Problem statement. From the entries below, copy out every line with "StorefrontClient" in it.

Top of Dataset content

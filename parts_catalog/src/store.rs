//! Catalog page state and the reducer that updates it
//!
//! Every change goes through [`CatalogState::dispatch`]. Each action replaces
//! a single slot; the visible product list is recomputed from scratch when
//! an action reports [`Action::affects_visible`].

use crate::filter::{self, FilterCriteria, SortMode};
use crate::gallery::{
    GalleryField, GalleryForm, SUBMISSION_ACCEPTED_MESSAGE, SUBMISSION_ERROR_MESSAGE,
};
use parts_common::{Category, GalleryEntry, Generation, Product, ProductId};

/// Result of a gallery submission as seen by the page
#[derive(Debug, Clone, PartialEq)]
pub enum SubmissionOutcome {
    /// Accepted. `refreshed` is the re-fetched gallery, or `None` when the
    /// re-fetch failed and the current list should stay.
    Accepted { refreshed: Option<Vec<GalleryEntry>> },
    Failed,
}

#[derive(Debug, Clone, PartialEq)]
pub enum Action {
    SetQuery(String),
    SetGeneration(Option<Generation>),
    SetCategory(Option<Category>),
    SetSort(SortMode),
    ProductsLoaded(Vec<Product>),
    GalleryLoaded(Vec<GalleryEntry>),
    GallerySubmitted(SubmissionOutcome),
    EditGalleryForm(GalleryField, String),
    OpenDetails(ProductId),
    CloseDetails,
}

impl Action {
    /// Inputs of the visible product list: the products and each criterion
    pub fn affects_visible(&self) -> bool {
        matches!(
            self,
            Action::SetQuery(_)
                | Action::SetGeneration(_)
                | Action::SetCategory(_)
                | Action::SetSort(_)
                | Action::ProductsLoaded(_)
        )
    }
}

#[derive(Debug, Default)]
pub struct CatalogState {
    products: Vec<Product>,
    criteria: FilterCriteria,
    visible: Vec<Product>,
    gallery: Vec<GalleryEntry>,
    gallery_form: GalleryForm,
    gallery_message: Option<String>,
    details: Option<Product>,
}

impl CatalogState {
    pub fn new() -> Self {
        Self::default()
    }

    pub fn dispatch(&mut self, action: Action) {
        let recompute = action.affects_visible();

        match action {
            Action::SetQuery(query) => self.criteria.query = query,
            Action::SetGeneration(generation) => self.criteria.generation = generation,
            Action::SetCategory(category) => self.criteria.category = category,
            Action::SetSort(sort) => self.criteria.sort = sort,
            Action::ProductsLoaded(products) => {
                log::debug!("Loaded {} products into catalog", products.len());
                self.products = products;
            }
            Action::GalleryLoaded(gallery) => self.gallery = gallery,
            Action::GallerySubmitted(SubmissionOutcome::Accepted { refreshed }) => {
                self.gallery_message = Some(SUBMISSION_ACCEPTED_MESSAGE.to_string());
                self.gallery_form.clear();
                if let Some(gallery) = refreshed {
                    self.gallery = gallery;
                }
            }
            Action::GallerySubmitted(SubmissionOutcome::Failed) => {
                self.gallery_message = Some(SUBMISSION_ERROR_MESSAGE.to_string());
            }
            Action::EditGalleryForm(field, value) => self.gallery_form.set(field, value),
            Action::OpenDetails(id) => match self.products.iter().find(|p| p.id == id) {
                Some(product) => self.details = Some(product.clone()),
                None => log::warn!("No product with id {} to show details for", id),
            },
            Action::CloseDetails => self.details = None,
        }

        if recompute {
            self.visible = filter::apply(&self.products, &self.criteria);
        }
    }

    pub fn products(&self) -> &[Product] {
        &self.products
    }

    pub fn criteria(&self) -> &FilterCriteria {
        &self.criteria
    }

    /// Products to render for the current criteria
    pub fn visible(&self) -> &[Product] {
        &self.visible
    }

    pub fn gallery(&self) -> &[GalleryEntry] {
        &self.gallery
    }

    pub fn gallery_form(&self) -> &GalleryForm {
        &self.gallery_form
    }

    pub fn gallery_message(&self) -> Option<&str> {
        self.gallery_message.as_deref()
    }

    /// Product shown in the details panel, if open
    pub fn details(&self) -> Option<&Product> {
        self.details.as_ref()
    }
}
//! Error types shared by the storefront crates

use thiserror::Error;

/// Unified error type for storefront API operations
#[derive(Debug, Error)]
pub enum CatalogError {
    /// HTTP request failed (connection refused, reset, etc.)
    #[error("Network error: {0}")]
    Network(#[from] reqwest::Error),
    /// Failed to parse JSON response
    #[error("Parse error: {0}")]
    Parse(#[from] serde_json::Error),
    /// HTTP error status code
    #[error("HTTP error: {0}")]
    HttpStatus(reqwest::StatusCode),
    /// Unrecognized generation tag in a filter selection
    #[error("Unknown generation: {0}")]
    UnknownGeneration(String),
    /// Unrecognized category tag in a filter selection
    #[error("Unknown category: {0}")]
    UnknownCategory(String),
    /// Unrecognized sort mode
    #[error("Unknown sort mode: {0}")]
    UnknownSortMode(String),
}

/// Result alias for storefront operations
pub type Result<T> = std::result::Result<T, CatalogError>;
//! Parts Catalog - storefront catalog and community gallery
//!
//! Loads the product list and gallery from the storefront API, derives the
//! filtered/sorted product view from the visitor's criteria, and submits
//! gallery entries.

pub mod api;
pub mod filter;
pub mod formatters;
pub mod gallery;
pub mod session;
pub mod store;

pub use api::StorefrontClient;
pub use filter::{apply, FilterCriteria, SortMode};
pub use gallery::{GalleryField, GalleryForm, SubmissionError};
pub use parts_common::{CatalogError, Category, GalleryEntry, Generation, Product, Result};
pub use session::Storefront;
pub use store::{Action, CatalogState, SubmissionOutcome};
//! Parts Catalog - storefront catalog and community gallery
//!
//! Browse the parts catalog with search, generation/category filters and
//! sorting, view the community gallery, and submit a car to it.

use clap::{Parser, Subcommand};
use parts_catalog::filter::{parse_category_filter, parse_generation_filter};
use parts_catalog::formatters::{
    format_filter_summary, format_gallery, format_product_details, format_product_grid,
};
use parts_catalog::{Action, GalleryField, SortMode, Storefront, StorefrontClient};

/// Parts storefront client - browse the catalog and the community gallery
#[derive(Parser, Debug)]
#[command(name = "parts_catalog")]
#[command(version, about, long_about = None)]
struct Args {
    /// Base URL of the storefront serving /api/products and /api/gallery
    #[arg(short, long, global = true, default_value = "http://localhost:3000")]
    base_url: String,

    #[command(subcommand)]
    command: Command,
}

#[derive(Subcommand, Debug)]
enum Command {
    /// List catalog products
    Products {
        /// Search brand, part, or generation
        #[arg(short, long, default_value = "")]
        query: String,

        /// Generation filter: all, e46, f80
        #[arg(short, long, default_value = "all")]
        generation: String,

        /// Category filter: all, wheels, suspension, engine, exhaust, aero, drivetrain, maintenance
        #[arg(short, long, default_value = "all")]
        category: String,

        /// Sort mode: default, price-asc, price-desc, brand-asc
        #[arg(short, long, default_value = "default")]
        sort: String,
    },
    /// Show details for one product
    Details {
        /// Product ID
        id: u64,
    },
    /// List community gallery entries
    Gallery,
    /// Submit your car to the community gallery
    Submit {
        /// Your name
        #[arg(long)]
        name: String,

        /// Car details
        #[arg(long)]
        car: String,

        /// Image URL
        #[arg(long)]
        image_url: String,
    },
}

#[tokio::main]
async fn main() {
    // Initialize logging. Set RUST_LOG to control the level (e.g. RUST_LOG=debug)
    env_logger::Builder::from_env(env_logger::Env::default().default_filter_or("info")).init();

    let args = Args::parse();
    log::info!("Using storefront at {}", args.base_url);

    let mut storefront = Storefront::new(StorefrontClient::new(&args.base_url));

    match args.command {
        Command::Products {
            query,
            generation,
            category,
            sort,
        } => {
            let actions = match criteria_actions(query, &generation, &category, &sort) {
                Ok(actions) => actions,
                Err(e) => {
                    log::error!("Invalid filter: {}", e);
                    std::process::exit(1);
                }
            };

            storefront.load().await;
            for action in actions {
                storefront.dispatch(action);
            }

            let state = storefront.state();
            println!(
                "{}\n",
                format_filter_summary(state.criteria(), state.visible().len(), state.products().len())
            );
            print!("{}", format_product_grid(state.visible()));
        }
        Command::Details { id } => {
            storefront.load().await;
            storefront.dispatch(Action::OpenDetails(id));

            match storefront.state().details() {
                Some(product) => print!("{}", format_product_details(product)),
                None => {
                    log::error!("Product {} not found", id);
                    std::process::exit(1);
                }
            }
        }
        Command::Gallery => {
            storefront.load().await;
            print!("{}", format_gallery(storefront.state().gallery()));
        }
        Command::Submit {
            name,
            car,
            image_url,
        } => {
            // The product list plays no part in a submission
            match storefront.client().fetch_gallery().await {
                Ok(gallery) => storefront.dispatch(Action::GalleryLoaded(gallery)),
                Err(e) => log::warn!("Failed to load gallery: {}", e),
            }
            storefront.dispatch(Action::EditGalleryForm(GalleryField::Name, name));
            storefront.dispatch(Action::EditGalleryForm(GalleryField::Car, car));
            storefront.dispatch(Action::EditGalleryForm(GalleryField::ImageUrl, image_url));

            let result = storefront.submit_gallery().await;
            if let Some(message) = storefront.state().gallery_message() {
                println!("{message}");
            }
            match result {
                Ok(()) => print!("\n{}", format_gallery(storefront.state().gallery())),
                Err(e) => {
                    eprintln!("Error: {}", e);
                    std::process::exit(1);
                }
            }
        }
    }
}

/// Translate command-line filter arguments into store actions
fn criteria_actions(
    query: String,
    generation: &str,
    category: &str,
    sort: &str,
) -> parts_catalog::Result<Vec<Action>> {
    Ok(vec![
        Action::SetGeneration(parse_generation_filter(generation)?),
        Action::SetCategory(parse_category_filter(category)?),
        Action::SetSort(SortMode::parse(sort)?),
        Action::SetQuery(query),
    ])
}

Bottom of Dataset content

Task response.
pub use api::StorefrontClient;
use parts_catalog::{Action, GalleryField, SortMode, Storefront, StorefrontClient};
    let mut storefront = Storefront::new(StorefrontClient::new(&args.base_url));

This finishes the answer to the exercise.